| matchless routing
Hi,
I'm using a matchless too with RME and Logic. Bought it also 10 months ago and only now I'm starting to use it.
First of all you have to figure out what you want to do. If you want to record and mix 24 channels analog, you can do that. If you're only recording 4 mics than it's easy. If you want to use as much as you can, it's a little more complicated.
A little piece of advise: read the manual of the matchless and learn how to use Logic. Especially the way the routing systems work, both on the console and your DAW. On the matchless you use the routing buttons on the top of the channelstrip. We call these routes busses. You can send to a certain buss and receive it somewhere else. On the console that's 1-24 and ST. Whatever button you push, its sending the signal there. So 1-24 is sending to the direct outs on the back of channels 1-24. For example you can use channel 12 and route the signal to the direct out of channel 1. The red colored button is for the channel's own direct out. ST is for the master. So you don't have to send to the master if you don't want to. Now, a thing you have to know: when you use routing buttons 1-8, the signal is also going to subgroup 1-8. These subgroups are used for grouping i.e. drums, guitars, vocals. So you can mix them together and give them some overall compression, fx, whatever.
In Logic you can do the exact same things. There you use the output routing near the fader in the mixer window.

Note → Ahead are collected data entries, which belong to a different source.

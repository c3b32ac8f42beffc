//! periodic telemetry publishing.
//!
//! each cycle reads the interval first, then snapshots, assembles, serializes
//! and sends; the next cycle starts one interval after this one started. an
//! interval patch therefore shapes the sleep of the cycle that follows it.

use crate::store::{self, StateStore};
use crate::telemetry::TelemetryMessage;
use crate::transport::{TelemetrySink, TransportError};
use std::sync::Arc;
use std::time::Duration;
use thiserror::Error;
use tokio::time::{sleep_until, Instant};
use tokio_util::sync::CancellationToken;
use tracing::{debug, info, warn};

#[derive(Debug, Error)]
pub enum PublishError {
    #[error("could not serialize telemetry: {0}")]
    Serialize(#[from] serde_json::Error),
    #[error(transparent)]
    Send(#[from] TransportError),
}

pub struct Publisher<S> {
    store: Arc<StateStore>,
    sink: S,
    show_payload: bool,
}

impl<S: TelemetrySink> Publisher<S> {
    pub fn new(store: Arc<StateStore>, sink: S, show_payload: bool) -> Self {
        Self {
            store,
            sink,
            show_payload,
        }
    }

    /// one snapshot, one message, one send attempt
    pub async fn publish_once(&self) -> Result<(), PublishError> {
        let snapshot = self.store.snapshot();
        let payload = TelemetryMessage::from_snapshot(&snapshot).to_json()?;
        if self.show_payload {
            info!("[TELEMETRY] {payload}");
        }
        self.sink.send(payload).await?;
        Ok(())
    }

    /// publish until cancelled. a failed send is logged and the next tick
    /// goes ahead as scheduled.
    pub async fn run(self, cancel: CancellationToken) -> S {
        info!(interval = ?self.store.interval(), "telemetry publisher started");
        loop {
            let started = Instant::now();
            let interval = self.store.interval();

            if let Err(e) = self.publish_once().await {
                warn!("telemetry tick failed: {e}");
            }

            tokio::select! {
                _ = cancel.cancelled() => break,
                _ = sleep_until(next_tick(started, interval)) => {}
            }
        }
        debug!("telemetry publisher stopped");
        self.sink
    }
}

/// `started + interval`, clamped so a huge interval can never overflow the clock
fn next_tick(started: Instant, interval: Duration) -> Instant {
    let interval = interval.min(Duration::from_secs_f64(store::MAX_INTERVAL_SECONDS));
    started.checked_add(interval).unwrap_or(started)
}

#[cfg(test)]
mod tests {
    use super::*;
    use serde_json::Value;
    use std::sync::Mutex;

    #[derive(Clone)]
    struct RecordingSink {
        origin: Instant,
        sent: Arc<Mutex<Vec<(Duration, String)>>>,
        fail: bool,
    }

    impl RecordingSink {
        fn new(fail: bool) -> Self {
            Self {
                origin: Instant::now(),
                sent: Arc::default(),
                fail,
            }
        }

        fn times(&self) -> Vec<u64> {
            self.sent.lock().unwrap().iter().map(|(t, _)| t.as_secs()).collect()
        }
    }

    impl TelemetrySink for RecordingSink {
        async fn send(&self, payload: String) -> Result<(), TransportError> {
            self.sent
                .lock()
                .unwrap()
                .push((self.origin.elapsed(), payload));
            if self.fail {
                Err(TransportError::ConnectTimeout(0))
            } else {
                Ok(())
            }
        }
    }

    #[tokio::test(start_paused = true)]
    async fn test_interval_change_applies_from_next_tick() {
        let store = Arc::new(StateStore::default());
        let sink = RecordingSink::new(false);
        let cancel = CancellationToken::new();
        let handle = tokio::spawn(Publisher::new(store.clone(), sink.clone(), false).run(cancel.clone()));

        tokio::time::sleep(Duration::from_secs(5)).await;
        assert!(store.set_interval(30.0));
        tokio::time::sleep(Duration::from_secs(50)).await;
        cancel.cancel();
        handle.await.unwrap();

        // tick at 10 was scheduled with the old interval; the one after it
        // follows 30s after the tick at 10 started
        assert_eq!(sink.times(), vec![0, 10, 40]);
    }

    #[tokio::test(start_paused = true)]
    async fn test_send_failures_do_not_stop_the_loop() {
        let store = Arc::new(StateStore::default());
        let sink = RecordingSink::new(true);
        let cancel = CancellationToken::new();
        let handle = tokio::spawn(Publisher::new(store, sink.clone(), false).run(cancel.clone()));

        tokio::time::sleep(Duration::from_secs(25)).await;
        cancel.cancel();
        handle.await.unwrap();

        assert_eq!(sink.times(), vec![0, 10, 20]);
    }

    #[tokio::test(start_paused = true)]
    async fn test_cancel_interrupts_long_interval() {
        let store = Arc::new(StateStore::new(3600.0));
        let sink = RecordingSink::new(false);
        let cancel = CancellationToken::new();
        let handle = tokio::spawn(Publisher::new(store, sink.clone(), false).run(cancel.clone()));

        tokio::time::sleep(Duration::from_secs(1)).await;
        let before = Instant::now();
        cancel.cancel();
        handle.await.unwrap();

        assert_eq!(before.elapsed(), Duration::ZERO);
        assert_eq!(sink.times(), vec![0]);
    }

    #[tokio::test(start_paused = true)]
    async fn test_longest_interval_keeps_the_loop_alive() {
        let store = Arc::new(StateStore::default());
        assert!(!store.set_interval(1e19));
        assert!(store.set_interval(crate::store::MAX_INTERVAL_SECONDS));

        let sink = RecordingSink::new(false);
        let cancel = CancellationToken::new();
        let handle = tokio::spawn(Publisher::new(store, sink.clone(), false).run(cancel.clone()));

        tokio::time::sleep(Duration::from_secs(60)).await;
        assert!(!handle.is_finished());
        cancel.cancel();
        handle.await.unwrap();
        assert_eq!(sink.times(), vec![0]);
    }

    #[test]
    fn test_next_tick_is_clamped() {
        let now = Instant::now();
        let max = Duration::from_secs_f64(store::MAX_INTERVAL_SECONDS);
        assert_eq!(next_tick(now, Duration::MAX), now + max);
        assert_eq!(next_tick(now, Duration::from_secs(10)), now + Duration::from_secs(10));
    }

    #[tokio::test]
    async fn test_payload_is_flat_json() {
        let store = Arc::new(StateStore::default());
        let sink = RecordingSink::new(false);
        let publisher = Publisher::new(store, sink.clone(), false);

        publisher.publish_once().await.unwrap();

        let sent = sink.sent.lock().unwrap();
        let json: Value = serde_json::from_str(&sent[0].1).unwrap();
        assert!(json["latitude"].is_null());
        assert_eq!(json["telemetry_interval"], 10.0);
    }
}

Now, how to connect. If you want to mix on the console, at the end you have to record the master outputs. That's your final mixdown. Some people do that on a dedicated machine, like a separate recorder. Myself (and many others), I do it just by recording back again on the inputs of the RME. So then you play your DAW, send it to the line ins on the TAC, there you can mix it and do whatever you want; use fx and compression or tweak the eq. Finally, the mixdown comes out of the back of the master channel. These outputs are going back to 2 inputs on the RME (just to converter channels, no use of rme preamps again!).
So if you have these RME inputs already connected to the direct outs of the Matchless, you have to get them out of the console's direct outs an use the master instead. That's a xlr cable by the way.
Almost every studio recording and mixing analog uses a Patchbay or Jackfield to connect all the gear. It allows you to route the signals in many different ways and most important: use compression, gates, fx any way you want. But that's a different story. First let me know how far you can come with the story so far.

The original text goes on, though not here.